L'arco era posto nel Foro a fare da pendant ideale all'arco di Augusto, anch'esso dedicato a una vittoria partica, e con l'arco di Tiberio e il portico di Gaio e Lucio Cesare costituiva uno dei quattro accessi monumentali alla piazza forense storica non percorribile da carri: alcuni gradini sotto i fornici impedivano infatti il passaggio delle ruote.
La sua conservazione si deve al fatto che in epoca medievale vi fosse stata addossata la Chiesa dei Santi Sergio e Bacco al Foro Romano (addirittura il campanile era edificato sull'arco stesso), cui l'arco apparteneva, ed altri edifici sempre collegati alla chiesa, demolita all'inizio del XVI secolo.[1]
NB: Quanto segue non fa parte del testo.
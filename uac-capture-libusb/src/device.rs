//! Opening a capture device and splitting it into transports.

use std::sync::Arc;

use parking_lot::Mutex;
use rusb::{Context, Device, DeviceHandle};

use uac_capture_core::models::config::{StreamingInterface, DEFAULT_TRANSFER_CEILING};
use uac_capture_core::models::error::CaptureError;

use crate::control::LibusbControlTransport;
use crate::device_enumerator::{DeviceEnumerator, UacDeviceInfo};
use crate::error::open_error;
use crate::iso::LibusbIsoTransport;

/// Open handle shared by the control and isochronous transports.
pub(crate) type SharedHandle = Arc<Mutex<DeviceHandle<Context>>>;

/// Tuning for the libusb transports.
#[derive(Debug, Clone, PartialEq, Eq)]
pub struct BackendOptions {
    /// Reported as the host transfer ceiling.
    pub transfer_ceiling: usize,
    /// Request `SCHED_FIFO` for the acquisition thread.
    pub realtime_priority: bool,
}

impl Default for BackendOptions {
    fn default() -> Self {
        Self {
            transfer_ceiling: DEFAULT_TRANSFER_CEILING,
            realtime_priority: true,
        }
    }
}

/// A claimed USB audio function.
///
/// Holds its own libusb context so event handling for one session never
/// services another session's transfers. Claimed interfaces are released
/// when the last transport drops the handle.
pub struct UacDevice {
    context: Context,
    handle: SharedHandle,
    info: UacDeviceInfo,
    interface: StreamingInterface,
}

impl UacDevice {
    /// Open the first capture device matching `vendor_id:product_id`.
    pub fn open(vendor_id: u16, product_id: u16, interface: &StreamingInterface) -> Result<Self, CaptureError> {
        let enumerator = DeviceEnumerator::new()?;
        let (device, info) = enumerator.find(vendor_id, product_id)?;
        Self::claim(enumerator.context().clone(), device, info, interface)
    }

    /// Open the capture device at a bus position.
    pub fn open_at(bus_number: u8, address: u8, interface: &StreamingInterface) -> Result<Self, CaptureError> {
        let enumerator = DeviceEnumerator::new()?;
        let (device, info) = enumerator.find_at(bus_number, address)?;
        Self::claim(enumerator.context().clone(), device, info, interface)
    }

    fn claim(
        context: Context,
        device: Device<Context>,
        info: UacDeviceInfo,
        interface: &StreamingInterface,
    ) -> Result<Self, CaptureError> {
        let mut handle = device.open().map_err(|e| open_error("open device", e))?;

        // Not supported on every platform; claiming reports the real problem.
        if let Err(e) = handle.set_auto_detach_kernel_driver(true) {
            log::debug!("kernel driver auto-detach unavailable: {}", e);
        }

        let mut claimed = vec![interface.control_interface];
        if interface.streaming_interface != interface.control_interface {
            claimed.push(interface.streaming_interface);
        }
        for number in claimed {
            handle
                .claim_interface(number)
                .map_err(|e| open_error(&format!("claim interface {number}"), e))?;
        }

        log::info!(
            "opened {} at {:03}:{:03} (control if {}, streaming if {} alt {}, endpoint {:#04x})",
            info.display_name(),
            info.bus_number,
            info.address,
            interface.control_interface,
            interface.streaming_interface,
            interface.streaming_alt_setting,
            interface.endpoint_address
        );

        Ok(Self {
            context,
            handle: Arc::new(Mutex::new(handle)),
            info,
            interface: *interface,
        })
    }

    pub fn info(&self) -> &UacDeviceInfo {
        &self.info
    }

    pub fn interface(&self) -> &StreamingInterface {
        &self.interface
    }

    /// Split into the transports a `RecorderSession` drives.
    pub fn into_transports(self, options: &BackendOptions) -> (LibusbControlTransport, LibusbIsoTransport) {
        let control = LibusbControlTransport::new(Arc::clone(&self.handle));
        let iso = LibusbIsoTransport::new(self.context, self.handle, self.interface.endpoint_address, options);
        (control, iso)
    }
}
L'arco, che era fino al 1700 parzialmente interrato per un terzo, come testimonia una stampa del Piranesi, è stato completamente dissotterrato nel 1804 per iniziativa di Pio VII,[2] e tra gli anni ottanta e novanta del '900 è stato sottoposto ad importanti interventi di restauro.[3]
L'arco, alto 26,42 metri, largo 23,27 e profondo 11,2,[3] è costruito in opera quadrata di marmo, con i tre fornici inquadrati sul lato frontale da colonne sporgenti di ordine composito, su alti plinti, scolpiti con Vittorie e figure di barbari.[1] Si tratta del più antico arco a Roma, conservato, con colonne libere anziché addossate ai piloni.[senza fonte]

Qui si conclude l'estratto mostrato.